On that basis alone, President-elect Donald Trump's announcement Monday that Carson would be his choice to head the Department of Housing and Urban Development was baffling. Add the fact that MCarson has no relevant expertise whatsoever (secretary of health and human services, the previous job for which the highly accomplished physician was mentioned, might have been a different story) and Trump's pick goes well beyond baffling.
To be sure, HUD's mission, in large part, is to help the urban poor through administering public housing, distributing rental-assistance vouchers and other programs; Carson's Detroit boyhood certainly taught him what it is like to grow up poor in a segregated big city and to succeed against the odds. No doubt, too, the half-century-old HUD bureaucracy's record is mixed at best, with more than a few scandals involving its various grants and subsidies. In that sense, a Republican administration could be expected to seek someone with fresh free-market-oriented policy alternatives.
Carson, however, comes equipped with little more than the generalities about abolishing "dependency" that he spouted on the campaign trail.

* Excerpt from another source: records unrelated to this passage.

//! Job orchestration.
//!
//! Coordinates a playlist run: extraction → job records in the store → bounded
//! worker pool (circuit breaker, retry, progress) → session finalization.
//! Also prepares resume of interrupted or partially failed runs.

mod invoke;
mod orchestrator;
mod parallel;
mod report;
mod worker;

pub use orchestrator::Orchestrator;
pub use report::{JobOutcome, OutcomeStatus, SessionReport};

#[cfg(test)]
mod tests;
//! Stable job identities and session tokens.

use sha2::{Digest, Sha256};

/// Hex characters kept from the digest.
const JOB_ID_LEN: usize = 16;

/// Deterministic job id for a (playlist, item) pair: the first 16 hex characters of
/// SHA-256 over `"{playlist_url}:{item_id}"`. Re-deriving the same pair always
/// yields the same id, so re-submitting a playlist never creates a second job.
pub fn job_id(playlist_url: &str, item_id: &str) -> String {
    let mut hasher = Sha256::new();
    hasher.update(playlist_url.as_bytes());
    hasher.update(b":");
    hasher.update(item_id.as_bytes());
    let mut hex = hex::encode(hasher.finalize());
    hex.truncate(JOB_ID_LEN);
    hex
}

/// Fresh opaque session token (UUID v4).
pub fn session_id() -> String {
    uuid::Uuid::new_v4().to_string()
}
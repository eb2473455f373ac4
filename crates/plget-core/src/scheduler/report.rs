//! Per-job outcomes and the session summary returned to callers.

use serde::Serialize;

use crate::breaker::CircuitState;
use crate::progress::OverallStats;
use crate::resume_db::{Job, SessionStatus};
use crate::retry::FetchError;

#[derive(Debug, Clone, Copy, PartialEq, Eq, Serialize)]
#[serde(rename_all = "snake_case")]
pub enum OutcomeStatus {
    /// Fetched in this session.
    Completed,
    /// Already completed by an earlier session; not fetched again.
    AlreadyCompleted,
    /// Target file already existed on disk.
    Skipped,
    Failed,
    /// Never finished because shutdown was requested; picked up again on resume.
    Abandoned,
}

#[derive(Debug, Clone, Serialize)]
pub struct JobOutcome {
    pub job_id: String,
    pub item_id: String,
    pub title: String,
    pub status: OutcomeStatus,
    #[serde(skip_serializing_if = "Option::is_none")]
    pub error: Option<FetchError>,
}

impl JobOutcome {
    pub fn new(job: &Job, status: OutcomeStatus, error: Option<FetchError>) -> Self {
        Self {
            job_id: job.id.clone(),
            item_id: job.item_id.clone(),
            title: job.title.clone(),
            status,
            error,
        }
    }
}

/// Running counters for one session, updated as outcomes arrive.
#[derive(Debug, Default)]
pub(super) struct SessionTally {
    pub completed: u32,
    pub failed: u32,
    pub skipped: u32,
    pub abandoned: u32,
    pub outcomes: Vec<JobOutcome>,
}

impl SessionTally {
    pub fn record(&mut self, outcome: JobOutcome) {
        match outcome.status {
            OutcomeStatus::Completed | OutcomeStatus::AlreadyCompleted => self.completed += 1,
            OutcomeStatus::Skipped => {
                self.completed += 1;
                self.skipped += 1;
            }
            OutcomeStatus::Failed => self.failed += 1,
            OutcomeStatus::Abandoned => self.abandoned += 1,
        }
        self.outcomes.push(outcome);
    }
}

/// Result of one orchestration run over a playlist.
#[derive(Debug, Clone, Serialize)]
pub struct SessionReport {
    pub session_id: String,
    pub playlist_url: String,
    pub playlist_title: Option<String>,
    pub status: SessionStatus,
    pub total: u32,
    /// Includes items completed by earlier sessions and items skipped on disk.
    pub completed: u32,
    pub failed: u32,
    pub skipped: u32,
    pub abandoned: u32,
    /// Outcomes in completion order.
    pub outcomes: Vec<JobOutcome>,
    pub overall: OverallStats,
    pub breaker_state: CircuitState,
}

impl SessionReport {
    pub fn failures(&self) -> impl Iterator<Item = &JobOutcome> {
        self.outcomes
            .iter()
            .filter(|o| o.status == OutcomeStatus::Failed)
    }
}
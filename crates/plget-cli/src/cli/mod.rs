//! CLI for the plget playlist fetcher.

mod commands;
mod control_socket;

use anyhow::{Context, Result};
use clap::{Parser, Subcommand};
use plget_core::config::{self, PlgetConfig};
use plget_core::resume_db::ResumeDb;
use std::path::PathBuf;

use commands::{
    run_cleanup, run_download, run_init_config, run_retry, run_stats, run_status, run_stop,
    DownloadOptions,
};

/// Top-level CLI for plget.
#[derive(Debug, Parser)]
#[command(name = "plget")]
#[command(about = "plget: resumable playlist downloader", long_about = None)]
pub struct Cli {
    #[command(subcommand)]
    pub command: CliCommand,
}

#[derive(Debug, Subcommand)]
pub enum CliCommand {
    /// Download every entry of a playlist that is not already done.
    Download {
        /// Playlist URL.
        url: String,
        /// Continue the previous run: reset interrupted and failed items first.
        #[arg(long)]
        resume: bool,
        /// Number of items fetched concurrently (overrides config).
        #[arg(long, value_name = "N")]
        jobs: Option<usize>,
        /// Output directory (overrides config).
        #[arg(long, short = 'o', value_name = "DIR")]
        output: Option<PathBuf>,
        /// Maximum video height, e.g. 1080 (overrides config).
        #[arg(long)]
        quality: Option<String>,
        /// Container format, e.g. mp4 (overrides config).
        #[arg(long)]
        format: Option<String>,
        /// Write the session report as JSON to this path.
        #[arg(long, value_name = "PATH")]
        report: Option<PathBuf>,
    },

    /// Continue an interrupted playlist download (same as `download --resume`).
    Resume {
        url: String,
        #[arg(long, value_name = "N")]
        jobs: Option<usize>,
        #[arg(long, value_name = "PATH")]
        report: Option<PathBuf>,
    },

    /// Show known playlists, or the items of one playlist.
    Status {
        /// Playlist URL; omit to list all playlists.
        url: Option<String>,
    },

    /// Mark failed items of a playlist for another attempt.
    Retry {
        url: String,
        /// Only these item ids (repeatable). Default: every failed item.
        #[arg(long = "item", value_name = "ID")]
        items: Vec<String>,
    },

    /// Show download statistics across all playlists.
    Stats {
        /// Print JSON instead of a table.
        #[arg(long)]
        json: bool,
    },

    /// Delete finished sessions older than the retention window.
    Cleanup {
        /// Retention in days (default: config `session_retention_days`).
        #[arg(long, value_name = "N")]
        days: Option<u32>,
    },

    /// Ask a running `plget download` to stop after its in-flight items.
    Stop,

    /// Write the default config file if it does not exist.
    InitConfig,
}

impl CliCommand {
    pub async fn run_from_args() -> Result<()> {
        let cli = Cli::parse();

        if let CliCommand::InitConfig = cli.command {
            return run_init_config();
        }
        if let CliCommand::Stop = cli.command {
            return run_stop().await;
        }

        let cfg = config::load_or_init().context("load config")?;
        tracing::debug!("loaded config: {:?}", cfg);
        let db = open_db(&cfg).await?;

        match cli.command {
            CliCommand::Download {
                url,
                resume,
                jobs,
                output,
                quality,
                format,
                report,
            } => {
                let opts = DownloadOptions {
                    resume,
                    jobs,
                    output,
                    quality,
                    format,
                    report,
                };
                run_download(db, cfg, &url, opts).await?;
            }
            CliCommand::Resume { url, jobs, report } => {
                let opts = DownloadOptions {
                    resume: true,
                    jobs,
                    report,
                    ..Default::default()
                };
                run_download(db, cfg, &url, opts).await?;
            }
            CliCommand::Status { url } => run_status(&db, url.as_deref()).await?,
            CliCommand::Retry { url, items } => run_retry(&db, &url, &items).await?,
            CliCommand::Stats { json } => run_stats(&db, json).await?,
            CliCommand::Cleanup { days } => {
                run_cleanup(&db, days.unwrap_or(cfg.session_retention_days)).await?
            }
            CliCommand::Stop | CliCommand::InitConfig => {}
        }

        Ok(())
    }
}

async fn open_db(cfg: &PlgetConfig) -> Result<ResumeDb> {
    let db = match &cfg.database_path {
        Some(path) => ResumeDb::open_at(path)
            .await
            .with_context(|| format!("open database {}", path.display()))?,
        None => ResumeDb::open_default().await.context("open database")?,
    };
    Ok(db)
}

#[cfg(test)]
mod tests;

In an op-ed last year, he called new Obama administration regulations linking housing aid to more ambitious neighborhood desegregation efforts "government- engineered attempts to legislate racial equality" and suggested that they would be "downright dangerous."
As HUD secretary, he would be in charge of federal fair-housing enforcement.
Carson's nomination is the second puzzling sign about where housing policy might be headed under the Trump administration. The first was Treasury Secretary-designate Steven Mnuchin's comment that "we've got to get Fannie [Mae] and Freddie [Mac] out of government ownership. It makes no sense that these are owned by the government and have been controlled by the government for as long as they have." T
That could mean Mr. Mnuchin will argue for a total overhaul of the government's mortgage guarantee business that finally ends the system of private gain, public risk that prevailed before the government took over the failing Fannie and Fred in 2008.
Or, it could be interpreted as support for the efforts, so far thwarted by courts and Congress, of hedge funds to make a killing through a Treasury-blessed "privatization."
Certainly it would help if the next HUD secretary were an expert on the housing market capable of weighing in against the more dubious plans being floated for Fannie and Freddie.
Carson needs to be given a thorough, searching examination by the Senate over his approach to housing policy, which, though certainly not brain surgery, does present complexities that would challenge a nominee far more experienced than he.